These are the books I read in February (with some comments):
- Leo Tolstoy, War and Peace
138 pages, my quota for February. Still enjoying it.
- Robert Burton, The Anatomy of Melancholy
Ca. 35 pages – didn’t have as much time to read in February. It’s still interesting and I’ll keep on. Will try to read a bit more than that in March.
- Ted Hughes, Collected Poems
Still find this one challenging and read but a few poems.

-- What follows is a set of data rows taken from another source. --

//! Conversion of raw host objects into [`MenuRecord`]s.
//!
//! Normalization never fails: missing or malformed attributes fall back to their
//! defaults so one bad object cannot break the whole batch.

use std::collections::HashMap;

use navtree_types::{AttributeMapping, AttributeSource, MENU_NAME_PLACEHOLDER, MenuRecord};
use serde_json::Value;
use tracing::warn;

/// Lookup from host object id to resource object.
pub type ResourceIndex<'a, R> = HashMap<&'a str, &'a R>;

/// Indexes resource objects by their host id. Later duplicates win.
pub fn index_resources<R: AttributeSource>(resources: &[R]) -> ResourceIndex<'_, R> {
    resources.iter().map(|resource| (resource.object_id(), resource)).collect()
}

/// Normalizes every menu object, joining each with its linked resource.
///
/// One record is produced per object. A missing menu id degrades to the empty
/// string like any other missing field.
pub fn normalize_menu_records<M, R>(menus: &[M], resources: &[R], mapping: &AttributeMapping) -> Vec<MenuRecord>
where
    M: AttributeSource,
    R: AttributeSource,
{
    let index = index_resources(resources);
    menus
        .iter()
        .map(|menu| {
            let record = normalize_menu_record(menu, &index, mapping);
            if record.menu_id.is_empty() {
                warn!(guid = menu.object_id(), "Menu object has no menu id");
            }
            record
        })
        .collect()
}

/// Builds one record from a menu object and the resource index.
pub fn normalize_menu_record<M, R>(menu: &M, resources: &ResourceIndex<'_, R>, mapping: &AttributeMapping) -> MenuRecord
where
    M: AttributeSource,
    R: AttributeSource,
{
    let text = |name: &str| menu.attribute(name).and_then(value_as_string);
    let resource = resource_id(menu.attribute(&mapping.resource_association)).and_then(|id| resources.get(id.as_str()));
    let resource_text = |name: &str| resource.and_then(|resource| resource.attribute(name)).and_then(value_as_string);

    let menu_name = text(&mapping.menu_name)
        .filter(|name| !name.trim().is_empty())
        .unwrap_or_else(|| MENU_NAME_PLACEHOLDER.to_string());

    MenuRecord {
        menu_id: text(&mapping.menu_id).unwrap_or_default(),
        menu_name,
        parent_menu_id: text(&mapping.parent_menu_id).filter(|id| !id.is_empty()),
        depth: menu.attribute(&mapping.depth).and_then(value_as_f64).map(depth_from).unwrap_or(0),
        sort_no: menu
            .attribute(&mapping.sort_no)
            .and_then(value_as_f64)
            .filter(|sort_no| sort_no.is_finite())
            .unwrap_or(0.0),
        display_yn: text(&mapping.display_yn),
        enabled_tf: !matches!(menu.attribute(&mapping.enabled), Some(Value::Bool(false))),
        resource_name: resource_text(&mapping.resource_name),
        resource_type: resource_text(&mapping.resource_type),
        page_url: resource_text(&mapping.page_url),
        icon_class: resource_text(&mapping.icon_class),
        guid: Some(menu.object_id().to_string()).filter(|guid| !guid.is_empty()),
    }
}

/// Extracts the linked resource id from an association value. Collections yield
/// their first element.
fn resource_id(association: Option<&Value>) -> Option<String> {
    let id = match association? {
        Value::Array(items) => items.first().and_then(value_as_string),
        other => value_as_string(other),
    };
    id.filter(|id| !id.is_empty())
}

fn value_as_string(value: &Value) -> Option<String> {
    match value {
        Value::String(text) => Some(text.clone()),
        Value::Number(number) => Some(number.to_string()),
        Value::Bool(flag) => Some(flag.to_string()),
        _ => None,
    }
}

fn value_as_f64(value: &Value) -> Option<f64> {
    match value {
        Value::Number(number) => number.as_f64(),
        Value::String(text) => text.trim().parse().ok(),
        _ => None,
    }
}

fn depth_from(value: f64) -> u32 {
    if value.is_finite() && value > 0.0 {
        value.min(f64::from(u32::MAX)) as u32
    } else {
        0
    }
}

- Helen Gardner (ed.) The New Oxford Book of English Verse
I read the first 29 poems in this anthology. I’ve owned it since my days at university but have only read a few poems here and there. I thought it might be a good idea to do poetry reading with this book – it gives an overview of the development of poetry since Chaucer. I particularly liked the poem “Philip Sparrow” by John Skelton. It’s about the death of a pet sparrow, and how the funeral is organized with a flock of different birds taking the roles of the officiants. Here’s an excerpt:
When I remember again
How my Philip was slain,
Never half the pain
Was between you twain,
Pyramus and Thisbe,
As then befell to me,
I wept and I wailed,
The teares down hailed,
But nothing it availed
To call Philip again
Whom Gib, our cat, hath slain.
- Ramona Asubel, A Guide to Being Born: Stories
- Laurie R. King and Leslie S. Klinger (eds), A Study in Sherlock: Stories Inspired by the Holmes Canon
- Christine Lucas, Fates and Furies
I’ll write a separate post with some details about the stories I liked best.
- Jon Kabat-Zinn, Meditation Is Not What You Think: Mindfulness and Why It Is So Important. Coming to Our Senses Part I
I find Kabat-Zinn’s works on meditation to be interesting and helpful for my meditation practice. I plan to read the whole series. I can also warmly recommend Full Catastrophe Living (about MBSR mindfulness-based stress reduction) which I read a couple of years ago.
- Nora Krug, Belonging: A German Reckons with History and Home
This is an excellent memoir-type graphic novel where Krug explores her family’s and home town’s involvement with the Nazi regime. As a German, I can relate particularly well to this story. It should be interesting for anyone who wants to learn about what it’s like to live with that kind of family history.
- Charles Dickens, The Pickwick Papers
Loved it, rather to my surprise. I’d expected it to be boring. I’ll write a separate post about it.
- Toni Morrison, The Bluest Eye and Sula
I enjoyed both novels very much (they were both rereads, but I hadn’t read them for a long time). I’m in the middle of writing a separate post about Sula and I’ve already written one about The Bluest Eye. Be warned, both reviews contain spoilers!
No vacation in February and it was a short month. So, I didn’t manage to read as much as I did in January, but I did manage to meet my monthly reading goal, although it was a near thing.